Since she was a baby, We have established rules and quidelines, and have rarely had to punish her...I want her to question authority...just not mine....laugh laugh laugh Seriously, I watch parents let their children act like monkeys, and do nothing about it... We have monkey time, but that is at home. When she is out she behaves. I have never had to dicipline her in public...EVER. I inherited "the look" from my father.....

franshade's photo
Fri 04/04/08 01:39 PM

My daughter brought home her report card today and it said ..."Rane has made great progress and is having a wonderful kindergarten year. She follows classroom rules, and is a joy to have in class."

I'm not going to jeapordize this for anything.

Since she was a baby, We have established rules and quidelines, and have rarely had to punish her...I want her to question authority...just not mine....laugh laugh laugh Seriously, I watch parents let their children act like monkeys, and do nothing about it... We have monkey time, but that is at home. When she is out she behaves. I have never had to dicipline her in public...EVER. I inherited "the look" from my father.....

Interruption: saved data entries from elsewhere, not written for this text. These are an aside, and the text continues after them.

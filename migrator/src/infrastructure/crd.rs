// /////////////////////////////////////////////////////////////////////////////
// vSphere Migrator
// Copyright (c) 2025 Michael Gardner, A Bit of Help, Inc.
// SPDX-License-Identifier: BSD-3-Clause
// See LICENSE file in the project root.
// /////////////////////////////////////////////////////////////////////////////

//! The `VSphereMigration` custom resource. The domain crate owns
//! `MigrationSpec`/`MigrationStatus` free of any Kubernetes dependency; this
//! module is the one place that wraps them in `kube::CustomResource` so the
//! `apiextensions.k8s.io/v1` machinery (and its generated `VSphereMigration`
//! Kind, `VSphereMigrationList`, etc.) only exists at the infrastructure
//! boundary.

use kube::CustomResource;
use migrator_domain::entities::{MigrationSpec, MigrationStatus};
use schemars::JsonSchema;
use serde::{Deserialize, Serialize};

#[derive(CustomResource, Serialize, Deserialize, Clone, Debug, JsonSchema)]
#[kube(
    group = "migration.openshift.io",
    version = "v1",
    kind = "VSphereMigration",
    plural = "vspheremigrations",
    singular = "vspheremigration",
    status = "MigrationStatus",
    namespaced,
    shortname = "vsm"
)]
pub struct VSphereMigrationSpec {
    #[serde(flatten)]
    pub inner: MigrationSpec,
}

impl std::ops::Deref for VSphereMigrationSpec {
    type Target = MigrationSpec;

    fn deref(&self) -> &Self::Target {
        &self.inner
    }
}
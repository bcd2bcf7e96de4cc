//! Business-hours rules for reservation start times.
//!
//! Starts are accepted from 07:00 up to 20:00 inclusive on the quarter hour,
//! so nothing begins at or after 20:15.

use chrono::{DateTime, NaiveDateTime, Timelike};
use serde::{Deserialize, Serialize};
use std::fmt;
use std::str::FromStr;

pub const OUT_OF_HOURS_MESSAGE: &str = "Por favor selecciona una hora entre las 7 AM and 9 PM.";

const OPENING_HOUR: u8 = 7;
const CLOSING_HOUR: u8 = 21;
const LAST_HOUR: u8 = 20;

#[derive(Debug, Clone, Copy, PartialEq, Eq, Serialize, Deserialize)]
#[serde(rename_all = "UPPERCASE")]
pub enum Meridiem {
    Am,
    Pm,
}

/// The quarter-hour minutes offered by the booking form.
#[derive(Debug, Clone, Copy, PartialEq, Eq)]
pub enum Minute {
    Zero,
    Fifteen,
    Thirty,
    FortyFive,
}

impl Minute {
    pub const ALL: [Minute; 4] = [Minute::Zero, Minute::Fifteen, Minute::Thirty, Minute::FortyFive];

    pub fn value(self) -> u8 {
        match self {
            Minute::Zero => 0,
            Minute::Fifteen => 15,
            Minute::Thirty => 30,
            Minute::FortyFive => 45,
        }
    }
}

impl TryFrom<u32> for Minute {
    type Error = ValidationError;

    fn try_from(value: u32) -> Result<Self, Self::Error> {
        match value {
            0 => Ok(Minute::Zero),
            15 => Ok(Minute::Fifteen),
            30 => Ok(Minute::Thirty),
            45 => Ok(Minute::FortyFive),
            other => Err(ValidationError::InvalidMinute(other.to_string())),
        }
    }
}

impl FromStr for Minute {
    type Err = ValidationError;

    fn from_str(s: &str) -> Result<Self, Self::Err> {
        s.trim()
            .parse::<u32>()
            .map_err(|_| ValidationError::InvalidMinute(s.to_string()))
            .and_then(Minute::try_from)
    }
}

impl fmt::Display for Minute {
    fn fmt(&self, f: &mut fmt::Formatter<'_>) -> fmt::Result {
        write!(f, "{:02}", self.value())
    }
}

#[derive(Debug, Clone, PartialEq, Eq)]
pub enum ValidationError {
    OutsideBusinessHours,
    HourOutOfRange(u8),
    InvalidMinute(String),
}

impl fmt::Display for ValidationError {
    fn fmt(&self, f: &mut fmt::Formatter<'_>) -> fmt::Result {
        match self {
            ValidationError::OutsideBusinessHours => f.write_str(OUT_OF_HOURS_MESSAGE),
            ValidationError::HourOutOfRange(hour) => write!(f, "La hora {} no es valida, usa 1 a 12", hour),
            ValidationError::InvalidMinute(minute) => {
                write!(f, "Los minutos {} no son validos, usa 00, 15, 30 o 45", minute)
            }
        }
    }
}

impl std::error::Error for ValidationError {}

/// A start time that passed the business-hours check.
#[derive(Debug, Clone, Copy, PartialEq, Eq)]
pub struct StartTime {
    hour: u8,
    minute: Minute,
}

impl StartTime {
    /// Hour on the 24-hour clock.
    pub fn hour(&self) -> u8 {
        self.hour
    }

    pub fn minute(&self) -> Minute {
        self.minute
    }
}

/// Converts a 12-hour clock reading to the 24-hour hour.
pub fn to_24_hour(hour: u8, meridiem: Meridiem) -> Result<u8, ValidationError> {
    if !(1..=12).contains(&hour) {
        return Err(ValidationError::HourOutOfRange(hour));
    }
    Ok(match (meridiem, hour) {
        (Meridiem::Am, 12) => 0,
        (Meridiem::Am, h) => h,
        (Meridiem::Pm, 12) => 12,
        (Meridiem::Pm, h) => h + 12,
    })
}

/// Checks a 24-hour start time against the booking window.
pub fn validate_start(hour24: u8, minute: Minute) -> Result<StartTime, ValidationError> {
    if hour24 < OPENING_HOUR || hour24 >= CLOSING_HOUR || (hour24 == LAST_HOUR && minute != Minute::Zero) {
        return Err(ValidationError::OutsideBusinessHours);
    }
    Ok(StartTime { hour: hour24, minute })
}

/// Checks a 12-hour clock selection as the booking form presents it.
pub fn validate(hour: u8, minute: Minute, meridiem: Meridiem) -> Result<StartTime, ValidationError> {
    validate_start(to_24_hour(hour, meridiem)?, minute)
}

/// Applies the booking window to a full start timestamp.
pub fn validate_timestamp(start: &NaiveDateTime) -> Result<StartTime, ValidationError> {
    let minute = Minute::try_from(start.minute())?;
    // hour() is always < 24
    validate_start(start.hour() as u8, minute)
}

/// Accepts `2024-05-20 09:30:00`, `2024-05-20T09:30:00` or RFC 3339.
///
/// Always yields the wall-clock time as submitted; an RFC 3339 offset is
/// dropped rather than converted.
pub fn parse_timestamp(value: &str) -> Result<NaiveDateTime, chrono::ParseError> {
    NaiveDateTime::parse_from_str(value, "%Y-%m-%d %H:%M:%S")
        .or_else(|_| NaiveDateTime::parse_from_str(value, "%Y-%m-%dT%H:%M:%S%.f"))
        .or_else(|_| DateTime::parse_from_rfc3339(value).map(|dt| dt.naive_local()))
}

/// Hour and minute selection state of the start-time picker.
///
/// Every change re-validates the whole selection. An accepted selection
/// clears the error and is reported to `on_change`; a rejected one only sets
/// the error. The selection itself is kept either way.
pub struct StartTimePicker<F>
where
    F: FnMut(StartTime),
{
    hour: u8,
    minute: Minute,
    meridiem: Meridiem,
    error: Option<String>,
    on_change: F,
}

impl<F> StartTimePicker<F>
where
    F: FnMut(StartTime),
{
    /// Starts at 7:00 AM.
    pub fn new(on_change: F) -> Self {
        Self {
            hour: OPENING_HOUR,
            minute: Minute::Zero,
            meridiem: Meridiem::Am,
            error: None,
            on_change,
        }
    }

    pub fn set_hour(&mut self, hour: u8) -> bool {
        self.hour = hour;
        self.revalidate()
    }

    pub fn set_minute(&mut self, minute: Minute) -> bool {
        self.minute = minute;
        self.revalidate()
    }

    pub fn set_meridiem(&mut self, meridiem: Meridiem) -> bool {
        self.meridiem = meridiem;
        self.revalidate()
    }

    pub fn error(&self) -> Option<&str> {
        self.error.as_deref()
    }

    pub fn selection(&self) -> (u8, Minute, Meridiem) {
        (self.hour, self.minute, self.meridiem)
    }

    fn revalidate(&mut self) -> bool {
        match validate(self.hour, self.minute, self.meridiem) {
            Ok(start) => {
                self.error = None;
                (self.on_change)(start);
                true
            }
            Err(e) => {
                self.error = Some(e.to_string());
                false
            }
        }
    }
}

impl<F> fmt::Debug for StartTimePicker<F>
where
    F: FnMut(StartTime),
{
    fn fmt(&self, f: &mut fmt::Formatter<'_>) -> fmt::Result {
        f.debug_struct("StartTimePicker")
            .field("hour", &self.hour)
            .field("minute", &self.minute)
            .field("meridiem", &self.meridiem)
            .field("error", &self.error)
            .finish()
    }
}

#[cfg(test)]
mod tests {
    use super::*;

    #[test]
    fn accepts_every_quarter_between_seven_and_nineteen() {
        for hour in 7..=19 {
            for minute in Minute::ALL {
                let start = validate_start(hour, minute).unwrap();
                assert_eq!(start.hour(), hour);
                assert_eq!(start.minute(), minute);
            }
        }
    }

    #[test]
    fn rejects_before_opening_and_after_closing() {
        for hour in (0..7).chain(21..24) {
            for minute in Minute::ALL {
                assert_eq!(
                    validate_start(hour, minute),
                    Err(ValidationError::OutsideBusinessHours),
                    "{hour}:{minute}"
                );
            }
        }
    }

    #[test]
    fn eight_pm_only_on_the_hour() {
        assert!(validate_start(20, Minute::Zero).is_ok());
        for minute in [Minute::Fifteen, Minute::Thirty, Minute::FortyFive] {
            assert!(validate_start(20, minute).is_err(), "20:{minute}");
        }
    }

    #[test]
    fn rejection_message_is_the_form_text() {
        let err = validate(6, Minute::Zero, Meridiem::Am).unwrap_err();
        assert_eq!(err.to_string(), OUT_OF_HOURS_MESSAGE);
    }

    #[test]
    fn twelve_hour_conversion() {
        assert_eq!(to_24_hour(12, Meridiem::Am), Ok(0));
        assert_eq!(to_24_hour(7, Meridiem::Am), Ok(7));
        assert_eq!(to_24_hour(12, Meridiem::Pm), Ok(12));
        assert_eq!(to_24_hour(8, Meridiem::Pm), Ok(20));
        assert_eq!(to_24_hour(0, Meridiem::Pm), Err(ValidationError::HourOutOfRange(0)));
        assert_eq!(to_24_hour(13, Meridiem::Am), Err(ValidationError::HourOutOfRange(13)));
    }

    #[test]
    fn twelve_hour_selection_uses_meridiem() {
        assert!(validate(8, Minute::Thirty, Meridiem::Pm).is_err());
        assert!(validate(8, Minute::Thirty, Meridiem::Am).is_ok());
        assert!(validate(12, Minute::Zero, Meridiem::Pm).is_ok());
        assert!(validate(12, Minute::Zero, Meridiem::Am).is_err());
    }

    #[test]
    fn minute_parsing() {
        assert_eq!("00".parse::<Minute>(), Ok(Minute::Zero));
        assert_eq!("45".parse::<Minute>(), Ok(Minute::FortyFive));
        assert!("10".parse::<Minute>().is_err());
        assert!("xx".parse::<Minute>().is_err());
        assert_eq!(Minute::Zero.to_string(), "00");
    }

    #[test]
    fn timestamps_must_fall_on_a_quarter_inside_the_window() {
        let ok = parse_timestamp("2024-05-20 20:00:00").unwrap();
        assert!(validate_timestamp(&ok).is_ok());
        let late = parse_timestamp("2024-05-20T20:30:00").unwrap();
        assert_eq!(validate_timestamp(&late), Err(ValidationError::OutsideBusinessHours));
        let odd = parse_timestamp("2024-05-20 09:10:00").unwrap();
        assert_eq!(validate_timestamp(&odd), Err(ValidationError::InvalidMinute("10".to_string())));
    }

    #[test]
    fn rfc3339_keeps_the_submitted_wall_clock() {
        let ts = parse_timestamp("2024-05-20T09:15:00-06:00").unwrap();
        assert_eq!(ts, parse_timestamp("2024-05-20 09:15:00").unwrap());
        assert_eq!(parse_timestamp("2024-05-20T16:00:00Z").unwrap().hour(), 16);
        assert!(validate_timestamp(&parse_timestamp("2024-05-20T16:00:00-06:00").unwrap()).is_ok());
        assert!(parse_timestamp("mañana").is_err());
    }

    #[test]
    fn picker_notifies_only_on_acceptance() {
        let mut seen = Vec::new();
        {
            let mut picker = StartTimePicker::new(|start: StartTime| seen.push((start.hour(), start.minute())));
            assert!(!picker.set_hour(5));
            assert_eq!(picker.error(), Some(OUT_OF_HOURS_MESSAGE));
            assert_eq!(picker.selection().0, 5);

            assert!(picker.set_hour(9));
            assert_eq!(picker.error(), None);

            assert!(!picker.set_meridiem(Meridiem::Pm));
            assert!(picker.set_hour(8));
            assert!(!picker.set_minute(Minute::Fifteen));
            assert!(picker.error().is_some());
            assert_eq!(picker.selection(), (8, Minute::Fifteen, Meridiem::Pm));
        }
        assert_eq!(seen, vec![(9, Minute::Zero), (20, Minute::Zero)]);
    }
}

good for you and for your daughter

mine is 22 and she knows sees why we give 'the look' and why we made her behave as a child in public.

kudos to you!!!!
flowerforyou :heart: flowerforyou

Lily0923's photo
Fri 04/04/08 01:53 PM
I had my first tatoo before my mom passed away, and on my wedding day, you've never seen a bride put on her wedding dress so quickly... my sister-in-law still laughes about my reaction when someone said she was coming into the room.....

She would have been so upset with me. (I was 23, and had lived on my own since I was 17) but I still had respect for her. My parents instilled this upon me. I miss my mom, she was a saint...not perfect, but a saint none the less.

cutelildevilsmom's photo
Sat 04/05/08 06:25 AM
Well I wish i could say the same.I have the discipline,the look,all of it but still it's a struggle because my son hates authority.Oh well,to bad.One day he will get it .Hopefully tomorrow lol.